Jangan tersenyum gitu sambil menanyakan pertanyaan aneh!

"Seandainya kantin buka 24 Jam, dan lampu nggak dimatikan pas malam, aku mau aja."

"Haha, Hamza lucu banget sih."

Kenapa kau malah tertawa? Apakah jawabanku lucu? Kupikir tidak ada lucu-lucunya. Malah, aksen Jakarta milikmu jadi kelihatan.

"Ah, by the way, Hamza, besok kan libur. Mau main nggak?"

"Maksudnya?"

"Mau main enggak? Jalan-jalan sama aku."

"Besok kan imlek. Memangnya mau lihat barongsai?"

"Enggak. Bukan ke situ. Tapi ke Epi-High."

Epi-High? Barusan dia berkata Epi-High? Aku bisa merasakan kalau wajahku mulai memerah. Sialan. Memalukan.

Epi-High adalah pusat perbelanjaan di Distrik Baharu. Memang labelnya tempat perbelanjaan, tapi sebenarnya itu adalah tempat untuk para pasangan berkencan. Mulai dari wahana permainan sampai produk yang dijual, isinya seolah ditargetkan untuk sepasang kekasih. Meskipun tidak selalu, sih.

Aku tidak bisa menyimpulkan apakah gadis ini baru saja mengajakku kencan atau tidak. Perempuan itu ambigu.

"Dina, serius?"

Rambutnya bergoyang terkena angin. Bibirnya sedikit terbuka, seolah ada kata yang menyelip di situ. Matanya berbinar tapi memancarkan aura lemah, layaknya seorang putri kecil yang sedang memohon.

Gadis itu mengangguk dan mengeluarkan suara lembut yang teramat lirih, "Umm."

"Maaf, aku nggak bisa kayaknya. Besok ada ...."

Jelas aku menolaknya. Aku punya beberapa alasan kuat untuk menolak. Pertama, kami bukan pasangan. Kedua, kami tidak betul-betul dekat, keakraban kami kupikir wajar untuk teman sekelas. Ketiga, kami bahkan belum lama kenal, baru sekitar tiga minggu.

Jika bukan di Epi-High, mungkin aku bersedia.

Tapi, kenapa aku harus mencari-cari alasan. Bodoh, dasar mulut bodoh! Jika tidak bisa mengatakan hal-hal di atas terus terang, cukup katakan tidak!

"Nggak papa. Kalau Hamza nggak bisa nggak masalah kok. Maaf ya, tiba-tiba ...."

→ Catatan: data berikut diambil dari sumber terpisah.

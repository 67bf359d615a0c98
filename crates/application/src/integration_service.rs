use std::str::FromStr;
use std::sync::Arc;

use enermina_core::{AppError, AppResult, NonEmptyString};
use enermina_domain::{
    EmailAddress, EntityType, GatewayMutation, Operation, OwnerCheck, Record, RecordKey,
    SchemaCatalog, Subject, UserRole, validate_password,
};
use serde::{Deserialize, Serialize};
use serde_json::{Map, Value, json};

use crate::AuthorizationService;
use crate::integration_ports::{EmailService, IdentityProvider, SearchIndex, StreamTokenIssuer};
use crate::record_ports::{RecordStore, RecordWrite, WriteBatch};

/// Result payload of every gateway mutation.
#[derive(Debug, Clone, PartialEq, Eq, Serialize, Deserialize)]
pub struct MutationReceipt {
    /// Human-readable outcome, or the issued token.
    pub content: String,
}

impl MutationReceipt {
    fn new(content: impl Into<String>) -> Self {
        Self {
            content: content.into(),
        }
    }
}

/// Contact form relayed to the support mailbox.
#[derive(Debug, Clone, PartialEq, Eq, Serialize, Deserialize)]
#[serde(rename_all = "camelCase")]
pub struct SupportContactInput {
    /// Sender name.
    pub name: String,
    /// Sender address, used as reply-to.
    pub email: String,
    /// Optional phone number.
    pub phone: Option<String>,
    /// Contact reason picked in the form.
    pub reason: String,
    /// Optional subject line.
    pub subject: Option<String>,
    /// Message body.
    pub message: String,
}

/// Sign-up confirmation reported by the identity provider.
#[derive(Debug, Clone, PartialEq, Eq, Serialize, Deserialize)]
#[serde(rename_all = "camelCase")]
pub struct PostConfirmationInput {
    /// Identity subject of the confirmed account.
    pub auth_id: String,
    /// Confirmed email address.
    pub email: String,
    /// Display name, when the sign-up form collected one.
    pub name: Option<String>,
}

/// Application service behind the gateway mutations and the
/// post-registration trigger.
#[derive(Clone)]
pub struct IntegrationService {
    authorization_service: AuthorizationService,
    store: Arc<dyn RecordStore>,
    identity_provider: Arc<dyn IdentityProvider>,
    search_index: Arc<dyn SearchIndex>,
    stream_tokens: Arc<dyn StreamTokenIssuer>,
    email_service: Arc<dyn EmailService>,
    support_address: EmailAddress,
}

impl IntegrationService {
    /// Creates a new integration service.
    #[must_use]
    pub fn new(
        authorization_service: AuthorizationService,
        store: Arc<dyn RecordStore>,
        identity_provider: Arc<dyn IdentityProvider>,
        search_index: Arc<dyn SearchIndex>,
        stream_tokens: Arc<dyn StreamTokenIssuer>,
        email_service: Arc<dyn EmailService>,
        support_address: EmailAddress,
    ) -> Self {
        Self {
            authorization_service,
            store,
            identity_provider,
            search_index,
            stream_tokens,
            email_service,
            support_address,
        }
    }

    /// Adds an identity to a role group.
    ///
    /// The stored user's `role` follows the group when the user record
    /// exists.
    pub async fn add_user_to_group(
        &self,
        subject: &Subject,
        auth_id: &str,
        group_name: &str,
    ) -> AppResult<MutationReceipt> {
        self.authorization_service
            .require_gateway(subject, GatewayMutation::AddUserToGroup)?;
        let auth_id = NonEmptyString::new(auth_id)?;
        let group = UserRole::from_str(group_name)?;

        self.identity_provider
            .add_user_to_group(auth_id.as_str(), group)
            .await?;

        let key = RecordKey::single(auth_id.as_str());
        if let Some(user) = self.store.find(EntityType::User, &key).await?
            && user.text("role") != Some(group.as_str())
        {
            let mut data = user.data().clone();
            data.insert("role".to_owned(), Value::String(group.as_str().to_owned()));
            let mut batch = WriteBatch::new();
            batch.push(RecordWrite::replace(&user, data));
            self.store.commit(batch).await?;
        }

        Ok(MutationReceipt::new(format!(
            "user {} added to group {}",
            auth_id.as_str(),
            group.as_str()
        )))
    }

    /// Provisions an identity with a permanent password.
    pub async fn admin_create_user(
        &self,
        subject: &Subject,
        email: &str,
        password: &str,
    ) -> AppResult<MutationReceipt> {
        self.authorization_service
            .require_gateway(subject, GatewayMutation::AdminCreateUser)?;
        let email = EmailAddress::new(email)?;
        validate_password(password)?;

        let identity = self
            .identity_provider
            .admin_create_user(&email, password)
            .await?;
        Ok(MutationReceipt::new(identity))
    }

    /// Creates or replaces a search document.
    pub async fn add_or_update_searchable_record(
        &self,
        subject: &Subject,
        index_name: &str,
        object_id: &str,
        body: Value,
    ) -> AppResult<MutationReceipt> {
        self.authorization_service
            .require_gateway(subject, GatewayMutation::AddOrUpdateSearchableRecord)?;
        let index_name = NonEmptyString::new(index_name)?;
        let object_id = NonEmptyString::new(object_id)?;
        let Value::Object(body) = body else {
            return Err(AppError::Validation(
                "search document body must be a JSON object".to_owned(),
            ));
        };

        self.search_index
            .upsert(index_name.as_str(), object_id.as_str(), body)
            .await?;
        Ok(MutationReceipt::new(format!(
            "{} indexed in {}",
            object_id.as_str(),
            index_name.as_str()
        )))
    }

    /// Removes a search document.
    pub async fn delete_searchable_record(
        &self,
        subject: &Subject,
        index_name: &str,
        object_id: &str,
    ) -> AppResult<MutationReceipt> {
        self.authorization_service
            .require_gateway(subject, GatewayMutation::DeleteSearchableRecord)?;
        let index_name = NonEmptyString::new(index_name)?;
        let object_id = NonEmptyString::new(object_id)?;

        self.search_index
            .delete(index_name.as_str(), object_id.as_str())
            .await?;
        Ok(MutationReceipt::new(format!(
            "{} removed from {}",
            object_id.as_str(),
            index_name.as_str()
        )))
    }

    /// Issues a realtime messaging token; the receipt content is the token.
    pub async fn create_stream_token(
        &self,
        subject: &Subject,
        user_id: &str,
    ) -> AppResult<MutationReceipt> {
        self.authorization_service
            .require_gateway(subject, GatewayMutation::CreateStreamToken)?;
        let user_id = NonEmptyString::new(user_id)?;

        let token = self.stream_tokens.issue(user_id.as_str()).await?;
        Ok(MutationReceipt::new(token))
    }

    /// Relays a contact form to the support mailbox with reply-to set to the
    /// sender.
    pub async fn support_contact_email(
        &self,
        subject: &Subject,
        input: SupportContactInput,
    ) -> AppResult<MutationReceipt> {
        self.authorization_service
            .require_gateway(subject, GatewayMutation::SupportContactEmail)?;
        let name = NonEmptyString::new(input.name)?;
        let sender = EmailAddress::new(input.email)?;
        let reason = NonEmptyString::new(input.reason)?;
        let message = NonEmptyString::new(input.message)?;

        let email_subject = match input.subject.as_deref().map(str::trim) {
            Some(subject) if !subject.is_empty() => {
                format!("[{}] {subject}", reason.as_str())
            }
            _ => format!("[{}] Contact from {}", reason.as_str(), name.as_str()),
        };
        let phone = input
            .phone
            .as_deref()
            .map(str::trim)
            .filter(|phone| !phone.is_empty())
            .unwrap_or("not provided");
        let text_body = format!(
            "Name: {}\nEmail: {}\nPhone: {phone}\nReason: {}\n\n{}",
            name.as_str(),
            sender.as_str(),
            reason.as_str(),
            message.as_str()
        );

        self.email_service
            .send_email(
                self.support_address.as_str(),
                Some(sender.as_str()),
                &email_subject,
                &text_body,
                None,
            )
            .await?;
        Ok(MutationReceipt::new("support request sent"))
    }

    /// Creates the user record of a newly confirmed identity.
    ///
    /// Runs as the system subject. The user starts as SUBSCRIBER and the
    /// identity joins the SUBSCRIBER group. Repeated confirmations return the
    /// existing record unchanged.
    pub async fn handle_post_confirmation(&self, input: PostConfirmationInput) -> AppResult<Record> {
        let subject = Subject::System;
        let auth_id = NonEmptyString::new(input.auth_id)?;
        let email = EmailAddress::new(input.email)?;
        let key = RecordKey::single(auth_id.as_str());

        if let Some(existing) = self.store.find(EntityType::User, &key).await? {
            return Ok(existing);
        }

        let mut payload = Map::new();
        payload.insert("authId".to_owned(), json!(auth_id.as_str()));
        payload.insert("email".to_owned(), json!(email.as_str()));
        payload.insert("role".to_owned(), json!(UserRole::Subscriber.as_str()));
        payload.insert("pushTokens".to_owned(), json!([]));
        if let Some(name) = input.name.filter(|name| !name.trim().is_empty()) {
            payload.insert("name".to_owned(), json!(name));
        }

        let schema = self.catalog().schema(EntityType::User)?;
        self.authorization_service.require(
            &subject,
            EntityType::User,
            Operation::Create,
            OwnerCheck::Proposed(Some(auth_id.as_str())),
        )?;
        let data = schema.normalize_create(payload)?;

        self.identity_provider
            .add_user_to_group(auth_id.as_str(), UserRole::Subscriber)
            .await?;

        let mut batch = WriteBatch::new();
        batch.push(RecordWrite::Insert {
            entity_type: EntityType::User,
            key: key.clone(),
            data,
        });
        match self.store.commit(batch).await {
            Ok(mut written) => written.pop().ok_or_else(|| {
                AppError::Internal("record store returned no written record".to_owned())
            }),
            Err(AppError::AlreadyExists(_)) => {
                self.store.find(EntityType::User, &key).await?.ok_or_else(|| {
                    AppError::Internal(format!(
                        "user '{key}' conflicted on insert but cannot be read"
                    ))
                })
            }
            Err(error) => Err(error),
        }
    }

    fn catalog(&self) -> &SchemaCatalog {
        self.authorization_service.catalog()
    }
}

#[cfg(test)]
mod tests;
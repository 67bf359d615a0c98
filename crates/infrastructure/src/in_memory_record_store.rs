use std::collections::{BTreeMap, BTreeSet, HashMap};

use async_trait::async_trait;
use enermina_application::{RecordListQuery, RecordStore, RecordWrite, WriteBatch};
use enermina_core::{AppError, AppResult};
use enermina_domain::schema::IndexSpec;
use enermina_domain::{EntityType, Record, RecordKey, SchemaCatalog};
use serde_json::Value;
use tokio::sync::RwLock;

mod indexes;
mod write;


/// In-memory record store.
///
/// Every batch is applied in place under one write lock. The prior contents
/// of each touched slot are kept in an undo log and restored when a write
/// fails, so a batch costs what it touches.
#[derive(Debug)]
pub struct InMemoryRecordStore {
    indexes: Vec<IndexSpec>,
    state: RwLock<StoreState>,
}

#[derive(Debug, Default)]
struct StoreState {
    records: HashMap<EntityType, BTreeMap<RecordKey, Record>>,
    // index position -> entry -> keys holding it
    entries: HashMap<usize, HashMap<Vec<String>, BTreeSet<RecordKey>>>,
}

/// Contents of every slot a batch touched, as of its first touch.
type UndoLog = BTreeMap<(EntityType, RecordKey), Option<Record>>;

impl InMemoryRecordStore {
    /// Creates an empty store maintaining the given secondary indexes.
    #[must_use]
    pub fn new(indexes: Vec<IndexSpec>) -> Self {
        Self {
            indexes,
            state: RwLock::new(StoreState::default()),
        }
    }

    /// Creates an empty store maintaining the catalog's index plan.
    #[must_use]
    pub fn for_catalog(catalog: &SchemaCatalog) -> Self {
        Self::new(catalog.index_plan())
    }
}

#[async_trait]
impl RecordStore for InMemoryRecordStore {
    async fn find(&self, entity_type: EntityType, key: &RecordKey) -> AppResult<Option<Record>> {
        Ok(self.state.read().await.record(entity_type, key).cloned())
    }

    async fn find_by_field(
        &self,
        entity_type: EntityType,
        field: &str,
        value: &str,
    ) -> AppResult<Vec<Record>> {
        let state = self.state.read().await;

        if let Some(position) = self.lookup_index(entity_type, field) {
            let entry = vec![value.to_owned()];
            return Ok(state
                .entries
                .get(&position)
                .and_then(|entries| entries.get(&entry))
                .into_iter()
                .flatten()
                .filter_map(|key| state.record(entity_type, key))
                .cloned()
                .collect());
        }

        Ok(state
            .of_type(entity_type)
            .filter(|record| {
                record
                    .data()
                    .get(field)
                    .and_then(enermina_domain::record::index_value)
                    .is_some_and(|stored| stored == value)
            })
            .cloned()
            .collect())
    }

    async fn list(
        &self,
        entity_type: EntityType,
        query: RecordListQuery,
    ) -> AppResult<Vec<Record>> {
        Ok(self
            .state
            .read()
            .await
            .of_type(entity_type)
            .skip(query.offset)
            .take(query.limit)
            .cloned()
            .collect())
    }

    async fn commit(&self, batch: WriteBatch) -> AppResult<Vec<Record>> {
        let mut state = self.state.write().await;
        let mut undo = UndoLog::new();
        let mut written = Vec::new();

        for write in batch.into_writes() {
            match self.apply(&mut state, &mut undo, write) {
                Ok(Some(record)) => written.push(record),
                Ok(None) => {}
                Err(error) => {
                    self.roll_back(&mut state, undo);
                    return Err(error);
                }
            }
        }

        Ok(written)
    }
}

impl StoreState {
    fn record(&self, entity_type: EntityType, key: &RecordKey) -> Option<&Record> {
        self.records.get(&entity_type)?.get(key)
    }

    fn of_type(&self, entity_type: EntityType) -> impl Iterator<Item = &Record> {
        self.records
            .get(&entity_type)
            .into_iter()
            .flat_map(BTreeMap::values)
    }
}

fn missing(entity_type: EntityType, key: &RecordKey) -> AppError {
    AppError::NotFound(format!("{} '{key}' does not exist", entity_type.as_str()))
}
use enermina_core::{AppError, AppResult};

use super::invalid_transition;
use crate::OrderStatus;

/// Event applied to a resource or event order.
#[derive(Debug, Clone, Copy, PartialEq, Eq)]
pub enum OrderEvent {
    /// Every line item was delivered.
    Fulfill,
    /// The buyer withdrew the order.
    Cancel,
    /// The seller refused the order.
    Reject,
}

impl OrderEvent {
    /// Returns the event name used in errors and routes.
    #[must_use]
    pub fn as_str(&self) -> &'static str {
        match self {
            Self::Fulfill => "fulfill",
            Self::Cancel => "cancel",
            Self::Reject => "reject",
        }
    }
}

/// Line item as seen by the fulfillment guard.
#[derive(Debug, Clone, Copy, PartialEq, Eq)]
pub enum LineItemState {
    /// Item still counts toward the order.
    Open,
    /// Item was cancelled.
    Cancelled,
}

/// Moves an order to its next status.
///
/// Only pending orders move; every other status is terminal. Fulfillment
/// needs at least one line item and no cancelled ones.
pub fn transition_order(
    current: OrderStatus,
    event: OrderEvent,
    line_items: &[LineItemState],
) -> AppResult<OrderStatus> {
    if current != OrderStatus::Pending {
        return Err(invalid_transition("order", current, event.as_str()));
    }

    match event {
        OrderEvent::Fulfill => {
            if line_items.is_empty() {
                return Err(AppError::PreconditionFailed(
                    "order has no line items to fulfill".to_owned(),
                ));
            }
            if line_items.contains(&LineItemState::Cancelled) {
                return Err(AppError::PreconditionFailed(
                    "order has cancelled line items".to_owned(),
                ));
            }
            Ok(OrderStatus::Fulfilled)
        }
        OrderEvent::Cancel => Ok(OrderStatus::Cancelled),
        OrderEvent::Reject => Ok(OrderStatus::Rejected),
    }
}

Hari ini, percakapan kami berakhir sampai di situ. Situasinya berubah menjadi canggung. Baik aku, maupun Dina seolah kehabisan kata-kata.

Pada akhirnya, Dina pergi lebih dahulu setelah bus tiba. Sedangkan aku mencari pengganjal perut sebelum memutuskan pulang dalam kedinginan.